Lastly, I counseled his parents on the use of intense psychosocial therapy on Christopher Robin. Intense psychosocial therapy is known to play an important role in the improvement of the social and behavioral complications associated with patients suffering from schizophrenia. Psychosocial therapy would mainly involve cognitive remediation, rehabilitation, and individual therapy sessions between me and Christopher Robin (Dixon et al., 2009). Through this specific type of therapy, his parents could gain enough knowledge on how to manage his symptoms by observing signs that could be a possible change in mental deterioration, and this would greatly help them as they would be able to assess whether there would be an improvement in their son's condition or not condition or not. Despite the fact that these sessions play a major role in the treatment process, the most effective way to treat and manage schizophrenia is through early diagnosis as it enables parents to children suffering from schizophrenia to know the best treatments to use to manage this condition. All of the suggested treatments could greatly improve my patient's health.

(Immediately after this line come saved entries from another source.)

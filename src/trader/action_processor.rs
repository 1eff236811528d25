//! Balance-checked order dispatch

use rust_decimal::Decimal;
use tracing::{error, info, instrument, warn};

use crate::common::errors::{Result, TraderError};
use crate::common::traits::SharedExchangeClient;
use crate::common::types::{OrderReceipt, Side, SymbolPair};
use crate::store::SharedBalanceStore;
use crate::strategy::StrategyAction;

/// Validates strategy actions against the current balances and places
/// market orders for the ones that pass
///
/// - Buy pays with the quote asset and needs `balance >= amount`
/// - Sell gives up the base asset and needs `balance > amount`; selling the
///   exact balance is refused to leave room for fees and rounding
/// - Hold is never dispatched
pub struct ActionProcessor {
    client: SharedExchangeClient,
    balances: SharedBalanceStore,
}

impl ActionProcessor {
    pub fn new(client: SharedExchangeClient, balances: SharedBalanceStore) -> Self {
        Self { client, balances }
    }

    /// Check an action without placing anything
    ///
    /// Returns the order side for an approved Buy/Sell, `None` for Hold.
    pub fn check(&self, action: &StrategyAction) -> Result<Option<Side>> {
        let Some(side) = action.side() else {
            return Ok(None);
        };

        if action.amount() <= Decimal::ZERO {
            return Err(TraderError::InvalidAction(format!(
                "{} {} with zero amount",
                side,
                action.symbol()
            )));
        }

        let pair = SymbolPair::parse(action.symbol())?;
        let asset = pair.paying_asset(side);
        let available = self.balances.lookup(asset).map(|b| b.balance);

        let approved = match (side, available) {
            (Side::Buy, Some(balance)) => balance >= action.amount(),
            (Side::Sell, Some(balance)) => balance > action.amount(),
            (_, None) => false,
        };

        if approved {
            Ok(Some(side))
        } else {
            Err(TraderError::InsufficientBalance {
                asset: asset.to_string(),
                required: action.amount(),
                available,
            })
        }
    }

    /// Validate and, if approved, place a market order
    ///
    /// Returns `Ok(None)` for Hold. Rejections and exchange failures are
    /// logged here and returned to the caller; none of them are retried.
    #[instrument(skip(self, action), fields(symbol = %action.symbol(), action = %action.action_type(), amount = %action.amount()))]
    pub async fn process(&self, action: &StrategyAction) -> Result<Option<OrderReceipt>> {
        let side = match self.check(action) {
            Ok(Some(side)) => side,
            Ok(None) => return Ok(None),
            Err(e) => {
                warn!(error = %e, "action rejected");
                return Err(e);
            }
        };

        match self
            .client
            .place_market_order(action.symbol(), side, action.amount())
            .await
        {
            Ok(receipt) => {
                info!(
                    side = %side,
                    order_ids = ?receipt.order_ids,
                    simulated = receipt.simulated,
                    "market order placed"
                );
                Ok(Some(receipt))
            }
            Err(e) => {
                error!(side = %side, error = %e, "market order failed");
                Err(TraderError::OrderPlacementFailed(e.to_string()))
            }
        }
    }
}
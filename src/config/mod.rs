//! Application configuration

pub mod loader;
pub mod types;

pub use loader::load_config;
pub use types::{ApiCredentials, AppConfig, AppSettings, KrakenConfig, TraderSettings};
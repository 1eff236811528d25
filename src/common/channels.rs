//! Channel type definitions for inter-task communication

use tokio::sync::mpsc;

use super::types::MarketEvent;

/// Default channel buffer size
pub const DEFAULT_CHANNEL_SIZE: usize = 1000;

/// Sending half handed to exchange clients on subscribe
pub type EventSender = mpsc::Sender<MarketEvent>;

/// Receiving half drained by the market feed
pub type EventReceiver = mpsc::Receiver<MarketEvent>;

/// Create a new market event channel with the default buffer size
pub fn create_event_channel() -> (EventSender, EventReceiver) {
    mpsc::channel(DEFAULT_CHANNEL_SIZE)
}
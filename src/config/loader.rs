//! Configuration loader

use config::{Config, Environment, File};
use std::path::Path;

use super::types::AppConfig;
use crate::common::errors::{Result, TraderError};

/// Load configuration from file and environment variables
///
/// Priority (highest to lowest):
/// 1. `KRAKEN_API_KEY` / `KRAKEN_API_SECRET`
/// 2. Environment variables (`APP__TRADER__WALLET_ASSET`, ...)
/// 3. Configuration file (TOML format)
/// 4. Default values
///
/// The returned configuration has already been validated.
pub fn load_config(config_path: Option<&str>) -> Result<AppConfig> {
    // Pick up a .env file before reading the environment
    dotenvy::dotenv().ok();

    let mut builder = Config::builder();

    if let Some(path) = config_path {
        if Path::new(path).exists() {
            builder = builder.add_source(File::with_name(path).required(false));
        }
    }

    // APP__TRADER__TICKER_SYMBOLS="BTC/USD,ETH/USD"
    builder = builder.add_source(
        Environment::with_prefix("APP")
            .prefix_separator("__")
            .separator("__")
            .list_separator(",")
            .with_list_parse_key("trader.ticker_symbols")
            .try_parsing(true),
    );

    builder = builder
        .set_override_option("kraken.api_key", std::env::var("KRAKEN_API_KEY").ok())
        .and_then(|b| {
            b.set_override_option("kraken.api_secret", std::env::var("KRAKEN_API_SECRET").ok())
        })
        .map_err(|e| TraderError::Configuration(e.to_string()))?;

    let config = builder
        .build()
        .map_err(|e| TraderError::Configuration(e.to_string()))?;

    let app_config: AppConfig = config
        .try_deserialize()
        .map_err(|e| TraderError::Configuration(e.to_string()))?;

    app_config.validate()?;
    Ok(app_config)
}
//! Applies streamed market events to the stores

use tokio::task::JoinHandle;
use tracing::{debug, error, info, trace};

use crate::common::channels::EventReceiver;
use crate::common::types::{ConnectionStatus, MarketEvent};
use crate::store::{SharedBalanceStore, SharedTickerStore};

/// Sole writer of the ticker and balance stores
pub struct MarketFeed {
    tickers: SharedTickerStore,
    balances: SharedBalanceStore,
}

impl MarketFeed {
    pub fn new(tickers: SharedTickerStore, balances: SharedBalanceStore) -> Self {
        Self { tickers, balances }
    }

    /// Apply a single event
    ///
    /// A dropped stream marks every ticker stale so strategies stop acting on
    /// frozen prices. Balances keep their last value.
    pub fn apply(&self, event: MarketEvent) {
        match event {
            MarketEvent::Ticker(update) => {
                if self.tickers.update(&update) {
                    trace!(symbol = %update.symbol, last = ?update.last, "ticker updated");
                }
            }
            MarketEvent::BalanceSnapshot(snapshots) => {
                debug!(assets = snapshots.len(), "balance snapshot received");
                self.balances.replace(snapshots);
            }
            MarketEvent::BalanceUpdate(updates) => {
                debug!(assets = updates.len(), "balance update received");
                self.balances.apply_updates(&updates);
            }
            MarketEvent::ConnectionStatus { stream, status } => match status {
                ConnectionStatus::Connected => info!(stream = %stream, "stream connected"),
                ConnectionStatus::Disconnected(reason) => {
                    let stale = self.tickers.mark_all_stale();
                    error!(stream = %stream, reason = ?reason, stale, "stream disconnected, tickers withheld until the next update");
                }
                ConnectionStatus::Error(err) => {
                    let stale = self.tickers.mark_all_stale();
                    error!(stream = %stream, error = %err, stale, "stream error, tickers withheld until the next update");
                }
            },
            MarketEvent::Heartbeat => trace!("heartbeat"),
            MarketEvent::Raw(message) => debug!(message = %message, "unhandled stream message"),
        }
    }

    /// Drain `receiver` on a background task until every sender is dropped
    pub fn spawn(self, mut receiver: EventReceiver) -> JoinHandle<()> {
        tokio::spawn(async move {
            while let Some(event) = receiver.recv().await {
                self.apply(event);
            }
            debug!("market feed channel closed");
        })
    }
}
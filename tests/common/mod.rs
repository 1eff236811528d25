//! Common test utilities and fixtures

#![allow(dead_code)]

use async_trait::async_trait;
use parking_lot::Mutex;
use rust_decimal::Decimal;
use rust_decimal_macros::dec;
use std::sync::atomic::{AtomicBool, AtomicU64, Ordering};
use std::sync::Arc;

use kraken_trader::common::channels::EventSender;
use kraken_trader::config::TraderSettings;
use kraken_trader::{
    BalanceSnapshot, ExchangeClient, MarketEvent, OrderReceipt, Result, Side, SubscriptionId,
    TickerUpdate,
};

/// An order the fake exchange accepted
#[derive(Debug, Clone, PartialEq)]
pub struct RecordedOrder {
    pub symbol: String,
    pub side: Side,
    pub amount: Decimal,
}

/// In-memory exchange that records every call
///
/// `subscribe_balances` immediately pushes the configured balance snapshot
/// and `subscribe_ticker` pushes a ticker update for the symbol.
pub struct FakeExchange {
    balances: Vec<BalanceSnapshot>,
    orders: Mutex<Vec<RecordedOrder>>,
    subscribed: Mutex<Vec<(SubscriptionId, String)>>,
    unsubscribed: Mutex<Vec<SubscriptionId>>,
    connected: AtomicBool,
    disconnected: AtomicBool,
    next_id: AtomicU64,
}

impl FakeExchange {
    pub fn with_balances(balances: Vec<BalanceSnapshot>) -> Arc<Self> {
        Arc::new(Self {
            balances,
            orders: Mutex::new(Vec::new()),
            subscribed: Mutex::new(Vec::new()),
            unsubscribed: Mutex::new(Vec::new()),
            connected: AtomicBool::new(false),
            disconnected: AtomicBool::new(false),
            next_id: AtomicU64::new(1),
        })
    }

    pub fn orders(&self) -> Vec<RecordedOrder> {
        self.orders.lock().clone()
    }

    /// Streams subscribed so far (`balances`, `ticker:BTC/USD`, ...)
    pub fn subscribed_streams(&self) -> Vec<String> {
        self.subscribed.lock().iter().map(|(_, s)| s.clone()).collect()
    }

    pub fn subscription_ids(&self) -> Vec<SubscriptionId> {
        self.subscribed.lock().iter().map(|(id, _)| *id).collect()
    }

    pub fn unsubscribed(&self) -> Vec<SubscriptionId> {
        self.unsubscribed.lock().clone()
    }

    pub fn was_connected(&self) -> bool {
        self.connected.load(Ordering::SeqCst)
    }

    pub fn was_disconnected(&self) -> bool {
        self.disconnected.load(Ordering::SeqCst)
    }

    fn record_subscription(&self, stream: String) -> SubscriptionId {
        let id = SubscriptionId(self.next_id.fetch_add(1, Ordering::SeqCst));
        self.subscribed.lock().push((id, stream));
        id
    }
}

#[async_trait]
impl ExchangeClient for FakeExchange {
    async fn connect(&self) -> Result<()> {
        self.connected.store(true, Ordering::SeqCst);
        Ok(())
    }

    async fn subscribe_balances(&self, sender: EventSender) -> Result<SubscriptionId> {
        let id = self.record_subscription("balances".to_string());
        let _ = sender
            .send(MarketEvent::BalanceSnapshot(self.balances.clone()))
            .await;
        Ok(id)
    }

    async fn subscribe_ticker(&self, symbol: &str, sender: EventSender) -> Result<SubscriptionId> {
        let id = self.record_subscription(format!("ticker:{symbol}"));
        let _ = sender.send(MarketEvent::Ticker(sample_ticker(symbol))).await;
        Ok(id)
    }

    async fn unsubscribe(&self, id: SubscriptionId) -> Result<()> {
        self.unsubscribed.lock().push(id);
        Ok(())
    }

    async fn place_market_order(
        &self,
        symbol: &str,
        side: Side,
        amount: Decimal,
    ) -> Result<OrderReceipt> {
        let mut orders = self.orders.lock();
        orders.push(RecordedOrder {
            symbol: symbol.to_string(),
            side,
            amount,
        });
        Ok(OrderReceipt {
            order_ids: vec![format!("FAKE-{}", orders.len())],
            symbol: symbol.to_string(),
            side,
            amount,
            description: None,
            placed_at: chrono::Utc::now(),
            simulated: false,
        })
    }

    async fn disconnect(&self) -> Result<()> {
        self.disconnected.store(true, Ordering::SeqCst);
        Ok(())
    }

    fn exchange_name(&self) -> &'static str {
        "fake"
    }
}

/// Create a sample ticker update for a symbol
pub fn sample_ticker(symbol: &str) -> TickerUpdate {
    TickerUpdate {
        symbol: symbol.to_string(),
        last: Some(dec!(65000)),
        low: Some(dec!(63000)),
        high: Some(dec!(66000)),
        change: Some(dec!(-780)),
        change_pct: Some(dec!(-1.19)),
    }
}

/// Trader settings for one symbol with a short interval
pub fn settings(strategy: &str, interval_ms: u64) -> TraderSettings {
    TraderSettings {
        ticker_symbols: vec!["BTC/USD".to_string()],
        strategy_interval_ms: interval_ms,
        selected_strategy: strategy.to_string(),
        wallet_asset: "USD".to_string(),
        log_hold_actions: true,
        dry_run: false,
    }
}

/// Sample Kraken v2 WebSocket messages
pub mod ws_messages {
    /// Ticker snapshot for BTC/USD
    pub const TICKER_SNAPSHOT: &str = r#"{
        "channel": "ticker",
        "type": "snapshot",
        "data": [{
            "symbol": "BTC/USD",
            "bid": 64999.9, "bid_qty": 0.5, "ask": 65000.1, "ask_qty": 1.2,
            "last": 65000.0, "volume": 1234.5, "vwap": 64800.0,
            "low": 63000.0, "high": 66000.0,
            "change": -780.0, "change_pct": -1.19
        }]
    }"#;
}
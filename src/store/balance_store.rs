//! Account balance state

use parking_lot::RwLock;
use std::collections::HashMap;
use std::sync::Arc;

use crate::common::types::{BalanceSnapshot, BalanceUpdate};

/// Ordered per-asset balances, one entry per asset
///
/// Writers build a complete new set and swap it in under the lock, so a
/// reader holding a [`BalanceStore::snapshot`] never sees a partially
/// applied replacement.
pub struct BalanceStore {
    snapshots: RwLock<Arc<Vec<BalanceSnapshot>>>,
}

impl BalanceStore {
    /// Create an empty store (no snapshot received yet)
    pub fn new() -> Self {
        Self {
            snapshots: RwLock::new(Arc::new(Vec::new())),
        }
    }

    /// Replace every balance with a new set
    ///
    /// Duplicate assets collapse into one entry: the last value wins and the
    /// first position is kept.
    pub fn replace(&self, snapshots: Vec<BalanceSnapshot>) {
        let deduped = Arc::new(dedup_by_asset(snapshots));
        *self.snapshots.write() = deduped;
    }

    /// Apply incremental balance changes
    ///
    /// Known assets get their balance overwritten; unknown assets are appended.
    pub fn apply_updates(&self, updates: &[BalanceUpdate]) {
        if updates.is_empty() {
            return;
        }

        let mut guard = self.snapshots.write();
        let mut next: Vec<BalanceSnapshot> = (**guard).clone();
        for update in updates {
            match next.iter_mut().find(|s| s.asset == update.asset) {
                Some(existing) => existing.balance = update.balance,
                None => next.push(BalanceSnapshot::new(&update.asset, update.balance)),
            }
        }
        *guard = Arc::new(next);
    }

    /// Look up the balance of one asset
    pub fn lookup(&self, asset: &str) -> Option<BalanceSnapshot> {
        self.snapshots
            .read()
            .iter()
            .find(|s| s.asset == asset)
            .cloned()
    }

    /// The current balance set; stays consistent while held
    pub fn snapshot(&self) -> Arc<Vec<BalanceSnapshot>> {
        self.snapshots.read().clone()
    }

    pub fn len(&self) -> usize {
        self.snapshots.read().len()
    }

    pub fn is_empty(&self) -> bool {
        self.snapshots.read().is_empty()
    }
}

impl Default for BalanceStore {
    fn default() -> Self {
        Self::new()
    }
}

fn dedup_by_asset(snapshots: Vec<BalanceSnapshot>) -> Vec<BalanceSnapshot> {
    let mut positions: HashMap<String, usize> = HashMap::with_capacity(snapshots.len());
    let mut out: Vec<BalanceSnapshot> = Vec::with_capacity(snapshots.len());

    for snapshot in snapshots {
        match positions.get(&snapshot.asset) {
            Some(&idx) => out[idx].balance = snapshot.balance,
            None => {
                positions.insert(snapshot.asset.clone(), out.len());
                out.push(snapshot);
            }
        }
    }

    out
}

/// Shared balance store handle
pub type SharedBalanceStore = Arc<BalanceStore>;

#[cfg(test)]
mod tests {
    use super::*;
    use pretty_assertions::assert_eq;
    use rust_decimal_macros::dec;

    #[test]
    fn test_empty_store_lookup_is_none() {
        let store = BalanceStore::new();
        assert!(store.is_empty());
        assert!(store.lookup("USD").is_none());
    }

    #[test]
    fn test_replace_is_wholesale() {
        let store = BalanceStore::new();
        store.replace(vec![
            BalanceSnapshot::new("USD", dec!(1000)),
            BalanceSnapshot::new("BTC", dec!(0.5)),
        ]);
        assert_eq!(store.len(), 2);

        store.replace(vec![BalanceSnapshot::new("ETH", dec!(3))]);
        assert_eq!(store.len(), 1);
        assert!(store.lookup("USD").is_none());
        assert_eq!(store.lookup("ETH").unwrap().balance, dec!(3));
    }

    #[test]
    fn test_replace_collapses_duplicates() {
        let store = BalanceStore::new();
        store.replace(vec![
            BalanceSnapshot::new("USD", dec!(10)),
            BalanceSnapshot::new("BTC", dec!(1)),
            BalanceSnapshot::new("USD", dec!(20)),
        ]);

        let snapshot = store.snapshot();
        assert_eq!(
            *snapshot,
            vec![
                BalanceSnapshot::new("USD", dec!(20)),
                BalanceSnapshot::new("BTC", dec!(1)),
            ]
        );
    }

    #[test]
    fn test_held_snapshot_is_not_mixed_with_replacement() {
        let store = BalanceStore::new();
        store.replace(vec![
            BalanceSnapshot::new("USD", dec!(1000)),
            BalanceSnapshot::new("BTC", dec!(1)),
        ]);

        let before = store.snapshot();
        store.replace(vec![BalanceSnapshot::new("EUR", dec!(5))]);

        assert_eq!(before.len(), 2);
        assert!(before.iter().all(|s| s.asset != "EUR"));
        assert_eq!(store.snapshot().len(), 1);
    }

    #[test]
    fn test_apply_updates_upserts() {
        let store = BalanceStore::new();
        store.replace(vec![BalanceSnapshot::new("USD", dec!(1000))]);

        store.apply_updates(&[
            BalanceUpdate {
                asset: "USD".to_string(),
                balance: dec!(500),
                kind: Some("trade".to_string()),
            },
            BalanceUpdate {
                asset: "BTC".to_string(),
                balance: dec!(0.01),
                kind: Some("trade".to_string()),
            },
        ]);

        assert_eq!(store.lookup("USD").unwrap().balance, dec!(500));
        assert_eq!(store.lookup("BTC").unwrap().balance, dec!(0.01));
        assert_eq!(store.len(), 2);
    }

    #[test]
    fn test_concurrent_readers_see_whole_sets() {
        let store = Arc::new(BalanceStore::new());
        let set_a = vec![
            BalanceSnapshot::new("USD", dec!(1)),
            BalanceSnapshot::new("BTC", dec!(1)),
        ];
        let set_b = vec![
            BalanceSnapshot::new("EUR", dec!(2)),
            BalanceSnapshot::new("ETH", dec!(2)),
            BalanceSnapshot::new("SOL", dec!(2)),
        ];
        store.replace(set_a.clone());

        let writer = {
            let store = Arc::clone(&store);
            let (a, b) = (set_a.clone(), set_b.clone());
            std::thread::spawn(move || {
                for i in 0..2_000 {
                    store.replace(if i % 2 == 0 { b.clone() } else { a.clone() });
                }
            })
        };

        for _ in 0..2_000 {
            let seen = store.snapshot();
            assert!(*seen == set_a || *seen == set_b);
        }
        writer.join().unwrap();
    }
}
//! Shared market and account state
//!
//! The market feed is the only writer; the trading loop reads a copy once
//! per cycle.

mod balance_store;
mod ticker_store;

pub use balance_store::{BalanceStore, SharedBalanceStore};
pub use ticker_store::{SharedTickerStore, TickerStore};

Bell, M., Fiszdon, J., Greig, T., Wexler, B., & Bryson, G. (2007). Neurocognitive enhancement therapy with work therapy in schizophrenia: 6-month follow-up of neuropsychological performance. Journal of Rehabilitation Research & Development, 44(5).
Dixon, L. B., Dickerson, F., Bellack, A. S., Bennett, M., Dickinson, D., Goldberg, R. W., ... & Peer, J. (2009). The 2009 schizophrenia PORT psychosocial treatment recommendations and summary statements. Schizophrenia bulletin, 36(1), 48-70.
Messinger, J. W., Tremeau, F., Antonius, D., Mendelsohn, E., Prudent, V., Stanford, A. D., & Malaspina, D. (2011). Avolition and expressive deficits capture negative symptom phenomenology: implications for DSM-5 and schizophrenia research. Clinical psychology review, 31(1), 161-168.
Thornton, A. E., Van Snellenberg, J. X., Sepehry, A. A., & Honer, W. G. (2006). The impact of atypical antipsychotic medications on long-term memory dysfunction in schizophrenia spectrum disorder: a quantitative review. Journal of Psychopharmacology, 20(3), 335-346.